*DATA RECORDS:*
====
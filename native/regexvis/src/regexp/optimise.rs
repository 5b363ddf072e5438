//! Local rewrite optimiser.
//!
//! Children are optimised first, then a fixed set of rewrites is applied at
//! the node itself. This is a single bottom-up pass, not a search for a
//! globally minimal expression.

use crate::regexp::node::{Operator, RegexNode};

impl RegexNode {
    /// Optimise the whole tree.
    pub fn optimise(&self) -> RegexNode {
        self.optimise_to_depth(usize::MAX)
    }

    /// Optimise at most `depth` levels of the tree.
    ///
    /// Depth 1 only rewrites the root, leaving its operands untouched. Depth 0
    /// returns the node unchanged.
    pub fn optimise_to_depth(&self, depth: usize) -> RegexNode {
        if depth == 0 {
            return self.clone();
        }
        let operator = self.operator();
        match operator {
            Operator::None => self.clone(),
            Operator::Star | Operator::Plus | Operator::Option => match self.operand() {
                Some(operand) => rewrite_unary(operator, operand.optimise_to_depth(depth - 1)),
                None => self.clone(),
            },
            Operator::Sequence | Operator::Choice => {
                let children: Vec<RegexNode> = self
                    .operands()
                    .iter()
                    .map(|child| child.optimise_to_depth(depth - 1))
                    .collect();
                if operator == Operator::Sequence {
                    rewrite_sequence(children)
                } else {
                    rewrite_choice(children)
                }
            }
        }
    }
}

fn rewrite_unary(operator: Operator, operand: RegexNode) -> RegexNode {
    let inner = operand.operand();
    match (operator, operand.operator(), inner) {
        // (r*)* (r+)* (r?)* -> r*
        (Operator::Star, Operator::Star | Operator::Plus | Operator::Option, Some(r)) => {
            RegexNode::star(r)
        }
        // (r*)+ -> r*, (r+)+ -> r+
        (Operator::Plus, Operator::Star | Operator::Plus, _) => operand,
        // (r?)+ -> r*
        (Operator::Plus, Operator::Option, Some(r)) => RegexNode::star(r),
        (Operator::Option, _, _) if operand.is_nullable() => operand,
        // (r+)? -> r*
        (Operator::Option, Operator::Plus, Some(r)) => RegexNode::star(r),
        _ => RegexNode::wrap(operator, operand),
    }
}

/// Merge two adjacent iterations of the same operand, if the pair table
/// allows it.
fn merge_pair(left: &RegexNode, right: &RegexNode) -> Option<RegexNode> {
    let (l, r) = (left.operator(), right.operator());
    if !l.is_unary() || !r.is_unary() || left.operand() != right.operand() {
        return None;
    }
    match (l, r) {
        (Operator::Star, Operator::Star) | (Operator::Star, Operator::Option) => Some(left.clone()),
        (Operator::Option, Operator::Star) => Some(right.clone()),
        (Operator::Star, Operator::Plus) | (Operator::Option, Operator::Plus) => {
            Some(right.clone())
        }
        (Operator::Plus, Operator::Star) | (Operator::Plus, Operator::Option) => {
            Some(left.clone())
        }
        _ => None,
    }
}

fn rewrite_sequence(children: Vec<RegexNode>) -> RegexNode {
    let mut flat = Vec::with_capacity(children.len());
    for child in children {
        if child.operator() == Operator::Sequence {
            flat.extend(child.operands().iter().cloned());
        } else {
            flat.push(child);
        }
    }
    flat.retain(|r| !r.is_epsilon());
    if flat.is_empty() {
        return RegexNode::epsilon();
    }

    let mut forward: Vec<RegexNode> = Vec::with_capacity(flat.len());
    for operand in flat {
        match forward.last().and_then(|last| merge_pair(last, &operand)) {
            Some(merged) => {
                forward.pop();
                forward.push(merged);
            }
            None => forward.push(operand),
        }
    }

    let mut backward: Vec<RegexNode> = Vec::with_capacity(forward.len());
    for operand in forward.into_iter().rev() {
        match backward.last().and_then(|last| merge_pair(&operand, last)) {
            Some(merged) => {
                backward.pop();
                backward.push(merged);
            }
            None => backward.push(operand),
        }
    }
    backward.reverse();

    RegexNode::join(Operator::Sequence, backward)
}

fn rewrite_choice(children: Vec<RegexNode>) -> RegexNode {
    let mut unique: Vec<RegexNode> = Vec::with_capacity(children.len());
    for child in children {
        let operands = if child.operator() == Operator::Choice {
            child.operands().to_vec()
        } else {
            vec![child]
        };
        for operand in operands {
            if !unique.contains(&operand) {
                unique.push(operand);
            }
        }
    }
    RegexNode::join(Operator::Choice, unique)
}
//! Serializable picture of an automaton, for collaborators that persist or
//! transport the graph.

use std::collections::HashSet;

use serde::{Deserialize, Serialize};

use crate::automaton::graph::{Automaton, TransitionId};
use crate::automaton::state::{AutomatonState, StateId};
use crate::error::{Error, Result};
use crate::regexp::parse;

#[derive(Debug, Clone, PartialEq, Eq, Serialize, Deserialize)]
pub struct StateSnapshot {
    pub id: StateId,
    #[serde(rename = "final")]
    pub is_final: bool,
}

#[derive(Debug, Clone, PartialEq, Eq, Serialize, Deserialize)]
pub struct TransitionSnapshot {
    pub id: TransitionId,
    pub from: StateId,
    pub to: StateId,
    /// The label, printed with minimal parentheses.
    pub label: String,
}

/// Everything needed to rebuild an [`Automaton`] and keep editing it.
///
/// The id counters are optional; when absent they are derived from the
/// largest ids present.
#[derive(Debug, Clone, PartialEq, Eq, Serialize, Deserialize)]
pub struct AutomatonSnapshot {
    pub start_state: StateId,
    pub states: Vec<StateSnapshot>,
    pub transitions: Vec<TransitionSnapshot>,
    #[serde(default, skip_serializing_if = "Option::is_none")]
    pub next_state_id: Option<StateId>,
    #[serde(default, skip_serializing_if = "Option::is_none")]
    pub next_transition_id: Option<TransitionId>,
}

impl Automaton {
    pub fn snapshot(&self) -> AutomatonSnapshot {
        AutomatonSnapshot {
            start_state: self.start_state_id(),
            states: self
                .states()
                .map(|s| StateSnapshot {
                    id: s.id(),
                    is_final: s.is_final(),
                })
                .collect(),
            transitions: self
                .transitions()
                .map(|t| TransitionSnapshot {
                    id: t.id(),
                    from: t.from(),
                    to: t.to(),
                    label: t.regex().to_string(),
                })
                .collect(),
            next_state_id: Some(self.next_state_id()),
            next_transition_id: Some(self.next_transition_id()),
        }
    }

    /// Rebuild an automaton from a snapshot.
    ///
    /// Every reference is checked and every label parsed before the automaton
    /// is assembled.
    pub fn from_snapshot(snapshot: &AutomatonSnapshot) -> Result<Automaton> {
        let mut state_ids = HashSet::new();
        for state in &snapshot.states {
            if !state_ids.insert(state.id) {
                return Err(Error::Snapshot(format!("duplicate state id {}", state.id)));
            }
        }
        let Some(start) = snapshot
            .states
            .iter()
            .find(|s| s.id == snapshot.start_state)
        else {
            return Err(Error::Snapshot(format!(
                "start state {} is not listed",
                snapshot.start_state
            )));
        };

        let mut transition_ids = HashSet::new();
        let mut transitions = Vec::with_capacity(snapshot.transitions.len());
        for t in &snapshot.transitions {
            if !transition_ids.insert(t.id) {
                return Err(Error::Snapshot(format!("duplicate transition id {}", t.id)));
            }
            for endpoint in [t.from, t.to] {
                if !state_ids.contains(&endpoint) {
                    return Err(Error::Snapshot(format!(
                        "transition {} references missing state {endpoint}",
                        t.id
                    )));
                }
            }
            let regex = parse(&t.label)?.ok_or_else(|| {
                Error::Snapshot(format!("transition {} has an empty label", t.id))
            })?;
            transitions.push(Automaton::build_transition(t.id, t.from, t.to, regex));
        }

        let mut automaton = Automaton::with_start_state(start.id, start.is_final);
        for state in snapshot.states.iter().filter(|s| s.id != start.id) {
            automaton.add_state(AutomatonState::new(state.id, state.is_final));
        }
        for transition in transitions {
            automaton.add_transition(transition);
        }

        let derived_state = state_ids.iter().max().map_or(0, |id| id + 1);
        let derived_transition = transition_ids.iter().max().map_or(0, |id| id + 1);
        automaton.reserve_ids(
            snapshot.next_state_id.unwrap_or(0).max(derived_state),
            snapshot
                .next_transition_id
                .unwrap_or(0)
                .max(derived_transition),
        );
        Ok(automaton)
    }
}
====
*WHAT THE TASK REQUIRES:*
Using the entries above, repeat only the lines from the one containing "if !l.is_unary() ||" through the one containing "let mut flat", end lines included.

*SOLUTION FOR THIS PROBLEM:*
    if !l.is_unary() || !r.is_unary() || left.operand() != right.operand() {
        return None;
    }
    match (l, r) {
        (Operator::Star, Operator::Star) | (Operator::Star, Operator::Option) => Some(left.clone()),
        (Operator::Option, Operator::Star) => Some(right.clone()),
        (Operator::Star, Operator::Plus) | (Operator::Option, Operator::Plus) => {
            Some(right.clone())
        }
        (Operator::Plus, Operator::Star) | (Operator::Plus, Operator::Option) => {
            Some(left.clone())
        }
        _ => None,
    }
}

fn rewrite_sequence(children: Vec<RegexNode>) -> RegexNode {
    let mut flat = Vec::with_capacity(children.len());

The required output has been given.